What is Environmental Destination?
The quantification of changes to current and future abstraction needed to meet environmental requirements is summarised as the Environmental Destination for water resources.
The environmental destination for water resources identifies where, and by how much, water abstraction needs to change to achieve and maintain a healthy water environment, both now and in the future.
How is the environmental destination developed?
How is the environmental destination developed?
The environmental destination for water resources applies in England and is developed by:
• Defining the long-term environmental outcomes to ensure abstraction from rivers, lakes, wetlands and estuaries is environmentally sustainable, to address both current unsustainable abstraction and future pressures. This includes future pressures from climate change impacts on river flows.
• Calculating ‘the gap’ to meet these long-term environmental outcomes (i.e. where and by how much abstraction may need to reduce) to enable environmentally sustainable abstraction.

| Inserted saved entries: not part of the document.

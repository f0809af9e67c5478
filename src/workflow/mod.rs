//! Workflow Definition Module
//!
//! Provides data structures and utilities for defining, parsing,
//! validating, and navigating workflows.
//!
//! # Structure
//!
//! - [`model`]: Definition data structures (steps, stages, transitions)
//! - [`parser`]: YAML/JSON loading
//! - [`validator`]: Structural invariants
//! - [`expression`]: Condition language
//! - [`resolver`]: Successor and transition resolution
//! - [`instance`]: Running instances and their history

pub mod expression;
pub mod instance;
pub mod model;
pub mod parser;
pub mod resolver;
pub mod validator;

pub use expression::Expression;
pub use instance::{HistoryEntry, InstanceStatus, ParentLink, WaitState, WorkflowInstance};
pub use model::{
    ExecutionMode, ParallelBranch, RetryPolicy, Schema, Settings, Stage, StageKind, Step,
    StepKind, SubprocessMode, Transition, WaitConfig, WorkflowDefinition,
};
pub use parser::{load_definition, save_definition};
pub use resolver::{available_actions, resolve_next, resolve_transition, Resolution};
pub use validator::{quick_validate, validate};
//! Workflow Instances
//!
//! One execution of a definition against a subject. The instance carries
//! everything needed to resume after interruption: the current position,
//! the shared variables, and an append-only history.

use chrono::{DateTime, Utc};
use serde::{Deserialize, Serialize};
use serde_json::{Map, Value};
use uuid::Uuid;

use super::model::WorkflowDefinition;

/// Failure reason recorded for cancelled instances.
pub const CANCELLED: &str = "Cancelled";

/// Lifecycle status of an instance.
#[derive(Serialize, Deserialize, Debug, Clone, Copy, PartialEq, Eq)]
#[serde(rename_all = "snake_case")]
pub enum InstanceStatus {
    /// Running or waiting; see [`WorkflowInstance::waiting`]
    Active,
    Completed,
    Failed,
}

/// Present while an active instance is suspended on a wait.
#[derive(Serialize, Deserialize, Debug, Clone, PartialEq)]
pub struct WaitState {
    pub step_id: String,
    /// Signals must present this id to resume the instance
    pub correlation_id: String,
    #[serde(default, skip_serializing_if = "Option::is_none")]
    pub deadline: Option<DateTime<Utc>>,
}

/// Link from a subprocess child back to the step that started it.
#[derive(Serialize, Deserialize, Debug, Clone, PartialEq)]
pub struct ParentLink {
    pub instance_id: String,
    pub step_id: String,
    /// Set when the parent waits asynchronously for this child
    #[serde(default, skip_serializing_if = "Option::is_none")]
    pub correlation_id: Option<String>,
    /// 1 for a direct child, 2 for a grandchild, ...
    #[serde(default = "default_depth")]
    pub depth: u32,
}

fn default_depth() -> u32 {
    1
}

/// One entry of the append-only execution log.
#[derive(Serialize, Deserialize, Debug, Clone, PartialEq)]
pub struct HistoryEntry {
    #[serde(default, skip_serializing_if = "Option::is_none")]
    pub step_id: Option<String>,

    #[serde(default, skip_serializing_if = "Option::is_none")]
    pub stage_id: Option<String>,

    pub timestamp: DateTime<Utc>,

    pub actor: String,

    /// What happened: execute, wait, resume, fail, cancel, or a stage action
    pub action: String,

    #[serde(default, skip_serializing_if = "Value::is_null")]
    pub result: Value,

    #[serde(default, skip_serializing_if = "Option::is_none")]
    pub comment: Option<String>,
}

impl HistoryEntry {
    pub fn for_step(step_id: &str, actor: &str, action: &str, result: Value) -> Self {
        Self {
            step_id: Some(step_id.to_string()),
            stage_id: None,
            timestamp: Utc::now(),
            actor: actor.to_string(),
            action: action.to_string(),
            result,
            comment: None,
        }
    }

    pub fn for_stage(stage_id: &str, actor: &str, action: &str, comment: Option<String>) -> Self {
        Self {
            step_id: None,
            stage_id: Some(stage_id.to_string()),
            timestamp: Utc::now(),
            actor: actor.to_string(),
            action: action.to_string(),
            result: Value::Null,
            comment,
        }
    }
}

/// A running, waiting, or finished execution of a workflow definition.
#[derive(Serialize, Deserialize, Debug, Clone, PartialEq)]
pub struct WorkflowInstance {
    pub id: String,

    pub workflow_id: String,

    /// The business object this instance governs
    pub subject_id: String,

    pub initiated_by: String,

    #[serde(default)]
    pub input: Value,

    /// Shared execution state; step results are stored under the step ID
    #[serde(default)]
    pub variables: Value,

    #[serde(default)]
    pub history: Vec<HistoryEntry>,

    #[serde(default, skip_serializing_if = "Option::is_none")]
    pub current_step: Option<String>,

    #[serde(default, skip_serializing_if = "Option::is_none")]
    pub current_stage: Option<String>,

    pub status: InstanceStatus,

    #[serde(default, skip_serializing_if = "Option::is_none")]
    pub waiting: Option<WaitState>,

    /// Set once the current step's result is recorded but its successor
    /// has not been resolved yet
    #[serde(default)]
    pub pending_resolution: bool,

    #[serde(default, skip_serializing_if = "Option::is_none")]
    pub parent: Option<ParentLink>,

    #[serde(default, skip_serializing_if = "Value::is_null")]
    pub output: Value,

    pub created_at: DateTime<Utc>,

    pub updated_at: DateTime<Utc>,

    #[serde(default, skip_serializing_if = "Option::is_none")]
    pub completed_at: Option<DateTime<Utc>>,

    #[serde(default, skip_serializing_if = "Option::is_none")]
    pub failed_at: Option<DateTime<Utc>>,

    #[serde(default, skip_serializing_if = "Option::is_none")]
    pub error: Option<String>,
}

impl WorkflowInstance {
    /// Creates an `active/running` instance positioned at the definition's
    /// first step, or at its start stage for stage-graph definitions.
    ///
    /// Object inputs seed the variables so conditions can read them.
    pub fn new(
        definition: &WorkflowDefinition,
        subject_id: impl Into<String>,
        input: Value,
        actor: impl Into<String>,
    ) -> Self {
        let now = Utc::now();
        let variables = match &input {
            Value::Object(map) => Value::Object(map.clone()),
            _ => Value::Object(Map::new()),
        };

        let (current_step, current_stage) = if definition.is_stage_based() {
            (None, definition.start_stage().map(|s| s.id.clone()))
        } else {
            (definition.first_step().map(|s| s.id.clone()), None)
        };

        Self {
            id: Uuid::new_v4().to_string(),
            workflow_id: definition.id.clone(),
            subject_id: subject_id.into(),
            initiated_by: actor.into(),
            input,
            variables,
            history: Vec::new(),
            current_step,
            current_stage,
            status: InstanceStatus::Active,
            waiting: None,
            pending_resolution: false,
            parent: None,
            output: Value::Null,
            created_at: now,
            updated_at: now,
            completed_at: None,
            failed_at: None,
            error: None,
        }
    }

    pub fn is_active(&self) -> bool {
        self.status == InstanceStatus::Active
    }

    /// Active and not suspended.
    pub fn is_running(&self) -> bool {
        self.is_active() && self.waiting.is_none()
    }

    pub fn is_waiting(&self) -> bool {
        self.is_active() && self.waiting.is_some()
    }

    pub fn is_terminal(&self) -> bool {
        !self.is_active()
    }

    /// Appends a history entry.
    pub fn record(&mut self, entry: HistoryEntry) {
        self.updated_at = entry.timestamp;
        self.history.push(entry);
    }

    /// Stores a step result under the step's ID.
    pub fn set_variable(&mut self, key: &str, value: Value) {
        if !self.variables.is_object() {
            self.variables = Value::Object(Map::new());
        }
        if let Value::Object(map) = &mut self.variables {
            map.insert(key.to_string(), value);
        }
        self.updated_at = Utc::now();
    }

    pub fn variable(&self, key: &str) -> Option<&Value> {
        self.variables.get(key)
    }

    /// Suspends the instance on a wait.
    pub fn suspend(&mut self, wait: WaitState) {
        self.current_step = Some(wait.step_id.clone());
        self.waiting = Some(wait);
        self.updated_at = Utc::now();
    }

    /// Clears the wait state, returning it.
    pub fn take_wait(&mut self) -> Option<WaitState> {
        self.updated_at = Utc::now();
        self.waiting.take()
    }

    /// Moves the instance to `completed`.
    pub fn mark_completed(&mut self) {
        let now = Utc::now();
        self.status = InstanceStatus::Completed;
        self.waiting = None;
        self.pending_resolution = false;
        self.completed_at = Some(now);
        self.updated_at = now;
        self.output = self.variables.clone();
    }

    /// Moves the instance to `failed` and records why.
    pub fn mark_failed(&mut self, step_id: Option<&str>, actor: &str, reason: impl Into<String>) {
        self.terminate_failed("fail", step_id, actor, reason.into());
    }

    /// Fails the instance with reason `Cancelled` on behalf of `actor`.
    pub fn mark_cancelled(&mut self, actor: &str) {
        let step_id = self.current_step.clone();
        self.terminate_failed("cancel", step_id.as_deref(), actor, CANCELLED.to_string());
    }

    fn terminate_failed(&mut self, action: &str, step_id: Option<&str>, actor: &str, reason: String) {
        let now = Utc::now();
        let mut entry = match step_id {
            Some(step) => HistoryEntry::for_step(step, actor, action, Value::Null),
            None => HistoryEntry::for_stage(
                self.current_stage.as_deref().unwrap_or_default(),
                actor,
                action,
                None,
            ),
        };
        entry.timestamp = now;
        entry.comment = Some(reason.clone());
        self.record(entry);

        self.status = InstanceStatus::Failed;
        self.waiting = None;
        self.pending_resolution = false;
        self.failed_at = Some(now);
        self.error = Some(reason);
    }

    /// Time elapsed since creation.
    pub fn age(&self, now: DateTime<Utc>) -> chrono::Duration {
        now - self.created_at
    }

    /// How many subprocess levels sit above this instance.
    pub fn subprocess_depth(&self) -> u32 {
        self.parent.as_ref().map_or(0, |link| link.depth)
    }

    /// When the instance reached a terminal state.
    pub fn finished_at(&self) -> Option<DateTime<Utc>> {
        self.completed_at.or(self.failed_at)
    }
}
//! Built-in collaborator implementations used by the CLI and as defaults.

use std::collections::HashMap;

use async_trait::async_trait;
use log::info;
use serde_json::{json, Value};

use super::{
    AnalyticsFilter, AnalyticsService, Metrics, SuggestionService, Suggestions, TaskContext,
    TaskRunner,
};
use crate::error::ServiceError;

/// Actions every engine understands without extra wiring:
///
/// - `noop`: returns `null`
/// - `echo`: returns its parameters
/// - `log`: logs `params.message` and returns it
/// - `fail`: always fails with `params.message`
#[derive(Debug, Clone, Copy, Default)]
pub struct BuiltinTaskRunner;

#[async_trait]
impl TaskRunner for BuiltinTaskRunner {
    async fn invoke(
        &self,
        action: &str,
        params: &Value,
        context: &TaskContext,
    ) -> Result<Value, ServiceError> {
        let message = params
            .get("message")
            .and_then(Value::as_str)
            .unwrap_or_default();

        match action {
            "noop" => Ok(Value::Null),
            "echo" => Ok(params.clone()),
            "log" => {
                info!("[{}:{}] {}", context.instance_id, context.step_id, message);
                Ok(json!(message))
            }
            "fail" => Err(ServiceError::new(if message.is_empty() {
                "action failed"
            } else {
                message
            })),
            other => Err(ServiceError::new(format!("Unknown action '{}'", other))),
        }
    }
}

/// Suggestion service that has nothing to say.
#[derive(Debug, Clone, Copy, Default)]
pub struct NoSuggestions;

#[async_trait]
impl SuggestionService for NoSuggestions {
    async fn suggest(&self, _subject: &Value) -> Result<Suggestions, ServiceError> {
        Ok(Suggestions::default())
    }
}

/// Analytics served from a fixed table keyed by variant (or subject) id.
#[derive(Debug, Clone, Default)]
pub struct StaticAnalytics {
    metrics: HashMap<String, Metrics>,
}

impl StaticAnalytics {
    pub fn new() -> Self {
        Self::default()
    }

    pub fn with_metric(mut self, key: impl Into<String>, metric: impl Into<String>, value: f64) -> Self {
        self.metrics
            .entry(key.into())
            .or_default()
            .insert(metric.into(), value);
        self
    }
}

#[async_trait]
impl AnalyticsService for StaticAnalytics {
    async fn get_analytics(&self, filter: &AnalyticsFilter) -> Result<Metrics, ServiceError> {
        let key = filter.variant_id.as_deref().unwrap_or(&filter.subject_id);
        let all = self.metrics.get(key).cloned().unwrap_or_default();

        if filter.metrics.is_empty() {
            return Ok(all);
        }
        Ok(all
            .into_iter()
            .filter(|(name, _)| filter.metrics.contains(name))
            .collect())
    }
}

The environmental destination does not consider the pace or how these changes will be achieved. This is done through the planning process, for example in the development of regional water resources plans.
More information on this can be found in the National Framework published in 2020 and the latest iteration of the Framework updated in June 2025 National Framework for Water Resources 2025, and further technical appendices.
Why are we preparing for long-term water needs?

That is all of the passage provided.